While it is not necessary for the mailings to be an essential part of the contemplated scheme, the use of the mails must be caused by the defendant in furtherance of the fraudulent scheme in order to satisfy the requirements of mail fraud.
Maze,
414 U.S. at 400, 94 S.Ct. at 648, 38 L.Ed.2d at 608;
Strong,
702 F.2d at 100. A use of the mails which is not a “step toward receipt of the fruits of the scheme” is not a violation of the mail fraud statute.
United States v. Talbott,
590 F.2d 192, 195 (6th Cir.1978) (quoting
United States v. Staszcuk,
502 F.2d 875, 880 (7th Cir.1974),
modified,
517 F.2d 53,
cert. denied,
423 U.S. 837, 96 S.Ct. 65, 46 L.Ed.2d 56 (1975)). Therefore, the mail fraud statute has not
been violated if the fraudulent scheme has been consummated by the time the mailing occurs, and the mailing plays no role or only a minimal role in the execution of the scheme.
See, e.g., Parr,
363 U.S. at 392-93, 80 S.Ct. at 1184, 4 L.Ed.2d at 1291-92;
United States v. Maze,
468 F.2d 529, 532 (1972),
aff'd,
414 U.S. 395, 94 S.Ct. 645, 38 L.Ed.2d 603 (1974).
This Court, must determine whether the mailings are sufficiently related to the scheme to defraud that a conviction under the mail fraud statute could be sustained.

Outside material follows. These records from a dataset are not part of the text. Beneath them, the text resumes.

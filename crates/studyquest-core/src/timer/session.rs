use chrono::{DateTime, Duration, Utc};
use serde::{Deserialize, Serialize};
use uuid::Uuid;

/// What the user asked for when starting a session.
#[derive(Debug, Clone, PartialEq, Eq, Serialize, Deserialize)]
pub struct SessionPlan {
    pub topic: String,
    pub duration_secs: u64,
    /// Category whose weekly log receives the minutes on completion.
    #[serde(default)]
    pub category_id: Option<String>,
}

impl SessionPlan {
    pub fn new(topic: impl Into<String>, duration_secs: u64) -> Self {
        Self {
            topic: topic.into(),
            duration_secs,
            category_id: None,
        }
    }

    /// Convenience for whole-minute sessions.
    ///
    /// Uses saturating arithmetic to prevent overflow with large values.
    pub fn minutes(topic: impl Into<String>, minutes: u64) -> Self {
        Self::new(topic, minutes.saturating_mul(60))
    }

    pub fn in_category(mut self, category_id: impl Into<String>) -> Self {
        self.category_id = Some(category_id.into());
        self
    }
}

/// A study session owned by the timer engine while it counts down.
#[derive(Debug, Clone, PartialEq, Eq, Serialize, Deserialize)]
pub struct Session {
    pub id: Uuid,
    pub started_at: DateTime<Utc>,
    pub planned_duration_secs: u64,
    pub topic: String,
    #[serde(default)]
    pub category_id: Option<String>,
}

impl Session {
    pub(crate) fn begin(plan: SessionPlan, started_at: DateTime<Utc>) -> Self {
        Self {
            id: Uuid::new_v4(),
            started_at,
            planned_duration_secs: plan.duration_secs,
            topic: plan.topic,
            category_id: plan.category_id,
        }
    }

    pub fn ends_at(&self) -> DateTime<Utc> {
        self.started_at + planned_duration(self.planned_duration_secs)
    }

    /// Whole minutes credited for this session. Partial minutes are dropped.
    pub fn whole_minutes(&self) -> u64 {
        self.planned_duration_secs / 60
    }
}

/// `chrono::Duration` for a planned length, clamped so huge inputs cannot
/// overflow the timestamp arithmetic.
pub(crate) fn planned_duration(secs: u64) -> Duration {
    const MAX_SECS: u64 = 100 * 365 * 24 * 60 * 60;
    Duration::seconds(secs.min(MAX_SECS) as i64)
}

#[cfg(test)]
mod tests {
    use super::*;

    #[test]
    fn session_carries_plan_fields() {
        let now = Utc::now();
        let plan = SessionPlan::minutes("Linear algebra", 25).in_category("math");
        let session = Session::begin(plan, now);
        assert_eq!(session.planned_duration_secs, 1500);
        assert_eq!(session.category_id.as_deref(), Some("math"));
        assert_eq!(session.ends_at(), now + Duration::minutes(25));
        assert_eq!(session.whole_minutes(), 25);
    }

    #[test]
    fn whole_minutes_drops_partial_minute() {
        let session = Session::begin(SessionPlan::new("Reading", 119), Utc::now());
        assert_eq!(session.whole_minutes(), 1);
    }
}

United States v. Robinson,
651 F.2d 1188, 1196 (6th Cir.),
cert. denied,
454 U.S. 875, 102 S.Ct. 351, 70 L.Ed.2d 183 (1981). The Court concludes that this issue necessarily relies on a factual determination for resolution by the jury. The jury may find that the defendant breached a continuing duty to inform the farmers of the activities of the Blanton Smith Corporation, the negligence of the Springfield PCA, and his own conflict of interest. The jury may also find that the scheme’s completion was dependent in some way on these “collection letters.”

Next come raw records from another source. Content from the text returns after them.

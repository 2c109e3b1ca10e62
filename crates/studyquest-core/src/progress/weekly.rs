//! Per-category weekly goal tracking.
//!
//! Weeks run from local Sunday 00:00 to the following Sunday 00:00. Days are
//! numbered 1..=7 with 1 = Sunday. Everything here is a pure function of its
//! inputs, so callers may cache results keyed on the log set.

use chrono::{Datelike, Duration, Local, NaiveDate};
use serde::{Deserialize, Serialize};

/// Minutes studied in one category on one day. Append-only.
#[derive(Debug, Clone, PartialEq, Eq, Serialize, Deserialize)]
pub struct CategoryLog {
    pub category_id: String,
    pub date: NaiveDate,
    pub minutes: u32,
}

impl CategoryLog {
    pub fn new(category_id: impl Into<String>, date: NaiveDate, minutes: u32) -> Self {
        Self {
            category_id: category_id.into(),
            date,
            minutes,
        }
    }
}

#[derive(Debug, Clone, PartialEq, Eq, Serialize, Deserialize)]
pub struct CategoryGoal {
    pub category_id: String,
    pub weekly_goal_minutes: u32,
}

/// Half-open date range `[start, end)`.
#[derive(Debug, Clone, Copy, PartialEq, Eq, Serialize, Deserialize)]
pub struct DateRange {
    pub start: NaiveDate,
    pub end: NaiveDate,
}

impl DateRange {
    pub fn contains(&self, date: NaiveDate) -> bool {
        self.start <= date && date < self.end
    }
}

#[derive(Debug, Clone, PartialEq, Serialize, Deserialize)]
pub struct WeeklyProgress {
    pub category_id: String,
    pub minutes: u64,
    pub goal_minutes: u32,
    /// 0.0 ..= 1.0
    pub fraction: f64,
}

/// 1 = Sunday .. 7 = Saturday.
pub fn day_of_week(date: NaiveDate) -> u8 {
    date.weekday().number_from_sunday() as u8
}

/// The Sunday that opens the week containing `date`.
pub fn week_start(date: NaiveDate) -> NaiveDate {
    date - Duration::days(i64::from(date.weekday().num_days_from_sunday()))
}

pub fn week_range(today: NaiveDate) -> DateRange {
    let start = week_start(today);
    DateRange {
        start,
        end: start + Duration::days(7),
    }
}

/// Today's date on the local calendar.
pub fn local_today() -> NaiveDate {
    Local::now().date_naive()
}

/// Sum of `category_id` minutes logged in the week containing `today`.
pub fn weekly_minutes(category_id: &str, logs: &[CategoryLog], today: NaiveDate) -> u64 {
    let week = week_range(today);
    logs.iter()
        .filter(|l| l.category_id == category_id && week.contains(l.date))
        .map(|l| u64::from(l.minutes))
        .sum()
}

/// Fraction of the weekly goal reached, clamped to `[0, 1]`.
/// A zero goal always yields 0.
pub fn weekly_progress(
    category_id: &str,
    logs: &[CategoryLog],
    goal_minutes: u32,
    today: NaiveDate,
) -> f64 {
    fraction(weekly_minutes(category_id, logs, today), goal_minutes)
}

/// One row per goal, in goal order.
pub fn weekly_report(
    goals: &[CategoryGoal],
    logs: &[CategoryLog],
    today: NaiveDate,
) -> Vec<WeeklyProgress> {
    goals
        .iter()
        .map(|goal| {
            let minutes = weekly_minutes(&goal.category_id, logs, today);
            WeeklyProgress {
                category_id: goal.category_id.clone(),
                minutes,
                goal_minutes: goal.weekly_goal_minutes,
                fraction: fraction(minutes, goal.weekly_goal_minutes),
            }
        })
        .collect()
}

fn fraction(minutes: u64, goal_minutes: u32) -> f64 {
    if goal_minutes == 0 {
        return 0.0;
    }
    (minutes as f64 / f64::from(goal_minutes)).clamp(0.0, 1.0)
}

See United States v. Kent,
608 F.2d 542, 546 (5th Cir.1979),
cert. denied,
446 U.S. 936, 100 S.Ct. 2153, 64 L.Ed.2d 788 (1980). Accordingly, the Court finds that Counts Two and Three of the indictment sufficiently state a violation of 18 U.S.C. § 1341, and denies defendant’s motion to dismiss these counts.
C. Allegation of Conspiracy
Defendant also contends that Count Four of the indictment, which charges defendant with conspiracy under 18 U.S.C. § 371, must be dismissed because he relied in good faith upon federal regulations and therefore lacked the requisite intent for the substantive offense of mail fraud. This issue, also, must be resolved by the jury. As stated earlier, the Court is required only to give a jury instruction on good faith if there is any evidence to support this legal defense to mail fraud.
This issue is inappropriate for consideration on a motion to dismiss. Therefore, defendant’s motion to dismiss Count Four of the indictment is denied.